Wat is het toetsingskader van Albert?
Zijn de opvattingen van Albert in zijn referentie-artikel (wel) wetenschappelijk onderbouwd of te onderbouwen? Het lijkt erop dat Albert primair teruggrijpt op de ‘enige rechtsgrond voor de overdrachtsbelasting’, te weten ‘dat het Rijk geld nodig heeft ter financiering van de collectieve uitgaven’. Gelet op deze rechtsgrond ziet hij niet in waarom een misbruiktoets objectief gezien beter zou zijn dan een materiële ondernemingstoets. Dit kunnen we ook omdraaien: waarom zou een ondernemingseis objectief gezien beter zijn dan een antimisbruikbepaling? Albert schrijft verder dat de fiscale wetgever vanaf 1 juli 2025 in beginsel een ondernemingseis aan de splitsingsvrijstelling wil koppelen en dat een dergelijke eis goed past in de vrijstellingssystematiek van de overdrachtsbelasting. Daarbij verwijst hij naar andere vrijstellingen met een ondernemingseis. Ik meen dat de ‘wetgever’ daarmee niet kritisch genoeg tegemoet wordt getreden. Albert gaat niet in op de vraag waarom aan die andere vrijstellingen een ondernemingseis is gekoppeld en evenmin op de vraag waarom een ondernemingseis passend zou zijn voor de splitsingsvrijstelling. Het feit dat in de splitsingsvrijstelling jarenlang – bewust – niet voor een ondernemingseis is gekozen terwijl dat vanaf 1 juli 2025 wel gebeurt, is een significante koerswijziging die een overtuigende onderbouwing vereist. En die ontbreekt (NLF-W 2025/2, paragraaf 5.3, punt 1). Hoewel Albert de keuze voor een ondernemingseis legitiem vindt, schrijft hij dat de splitsingsvrijstelling vanaf 1 juli 2025 ‘een dode letter lijkt te worden’. Dat lijkt mij wat overdreven, maar zijn observatie ondersteunt in ieder geval niet zijn eerdere stelling dat mijn toetsingskader ‘minder logisch is dan op het eerste gezicht lijkt’.

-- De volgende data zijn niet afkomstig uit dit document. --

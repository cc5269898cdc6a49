//! Discord snowflake ids.
//!
//! A snowflake carries its creation time in the top 42 bits, as
//! milliseconds since the Discord epoch (2015-01-01T00:00:00Z). Stored
//! year anchors are message ids, so the time a year began is recovered
//! from the id alone.

use chrono::{DateTime, Utc};

/// Milliseconds between the Unix epoch and the Discord epoch.
pub const DISCORD_EPOCH_MS: u64 = 1_420_070_400_000;

/// Bits below the timestamp (worker, process, increment).
const TIMESTAMP_SHIFT: u32 = 22;

/// Creation instant encoded in a snowflake.
///
/// Returns `None` only for ids whose timestamp does not fit a `DateTime`.
pub fn snowflake_time(id: u64) -> Option<DateTime<Utc>> {
    let ms = id
        .checked_shr(TIMESTAMP_SHIFT)?
        .checked_add(DISCORD_EPOCH_MS)?;
    DateTime::from_timestamp_millis(i64::try_from(ms).ok()?)
}

/// Permalink to a message.
pub fn message_link(guild_id: u64, channel_id: u64, message_id: u64) -> String {
    format!("https://discord.com/channels/{guild_id}/{channel_id}/{message_id}")
}

#[cfg(test)]
#[allow(clippy::unwrap_used)]
mod tests {
    use super::*;

    #[test]
    fn small_ids_decode_to_the_discord_epoch() {
        let t = snowflake_time(100).unwrap();
        assert_eq!(t.timestamp_millis(), 1_420_070_400_000);
    }

    #[test]
    fn known_snowflake_decodes() {
        // Example id from the Discord developer documentation.
        let t = snowflake_time(175_928_847_299_117_063).unwrap();
        assert_eq!(t.timestamp_millis(), 1_462_015_105_796);
    }

    #[test]
    fn later_ids_are_later() {
        let a = snowflake_time(1_200_000_000_000_000_000).unwrap();
        let b = snowflake_time(1_200_000_100_000_000_000).unwrap();
        assert!(b > a);
    }

    #[test]
    fn message_link_format() {
        assert_eq!(
            message_link(1, 2, 3),
            "https://discord.com/channels/1/2/3"
        );
    }
}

De vrijstelling voor juridische fusies en het daarin ontbreken van een (materiële) ondernemingseis
Toepassing van de vrijstelling voor juridische fusies (artikel 5bis Uitv.besl. BRV) vereist dat de juridische fusie hoofdzakelijk plaatsvindt op grond van zakelijke overwegingen. Die hoofdzakelijkheidstoets ligt volgens Albert dicht aan tegen een materiële ondernemingstoets. Is dat zo? Ik lees dat niet in de door hem geciteerde passage uit de destijds gegeven toelichting. In dezelfde toelichting staat wel het volgende:‘Tevens is de eis dat er voor toepassing van de faciliteit een materiële onderneming dient over te gaan, komen te vervallen.’
Verder wijs ik op enkele Hofuitspraken over de huidige vrijstelling voor juridische fusies en de daaraan gekoppelde hoofdzakelijkheidstoets. Uit die Hofuitspraken blijkt dat de mate waarin sprake moet zijn van – in de toelichting genoemde – ‘schaalvoordelen (kostenbesparingen) en synergie-effecten’ moet worden beoordeeld in de context van de concrete omstandigheden van het geval, waaronder de aard en omvang van de activiteiten van de fuserende rechtspersonen. Deze rechtspraak illustreert dat de hoofdzakelijkheidstoets niet dicht aanligt tegen een materiële ondernemingstoets.
Terugkeer naar de ‘oude’ zakelijkheidseis?
Albert geeft in overweging om terug te keren naar de tot 1 januari 2006 geldende zakelijkheidseis. Volgens hem ‘zou de voorwaarde voor een splitsingsvrijstelling identiek worden aan de voorwaarde van de vrijstelling voor een juridische fusie (artikel 5bis Uitv.besl. BRV)’ en dat acht hij wetssystematisch logisch. Ik vraag mij af of die ‘oude’ zakelijkheidseis identiek is aan de hoofdzakelijkheidstoets in de vrijstelling voor juridische fusies. Tekstueel is dat in ieder geval niet zo en mede daarom verdient deze uitspraak van Albert een onderbouwing. Uit de toelichting op de nieuwe splitsingsvrijstelling in het Eindejaarsbesluit 2024 blijkt dat de staatssecretaris een arrest van de Hoge Raad wil ‘overrulen’. Hoewel dat volgens mij niet nodig is (NLF-W 2025/2, paragraaf 5.3, punt 4), gaat dat volgens mij niet lukken door terug te keren naar de voormalige zakelijkheidseis. Zie het Bulkgas-arrest. Een terugkeer naar de ‘oude’ zakelijkheidseis is naar mijn mening geen verbetering ten opzichte van de (tot 1 juli 2025 geldende) antimisbruikbepaling. Ik geef de ‘wetgever’ in overweging zich te richten op de eerder in de literatuur gedane suggesties tot verbetering van de tot 1 juli 2025 geldende splitsingsregeling.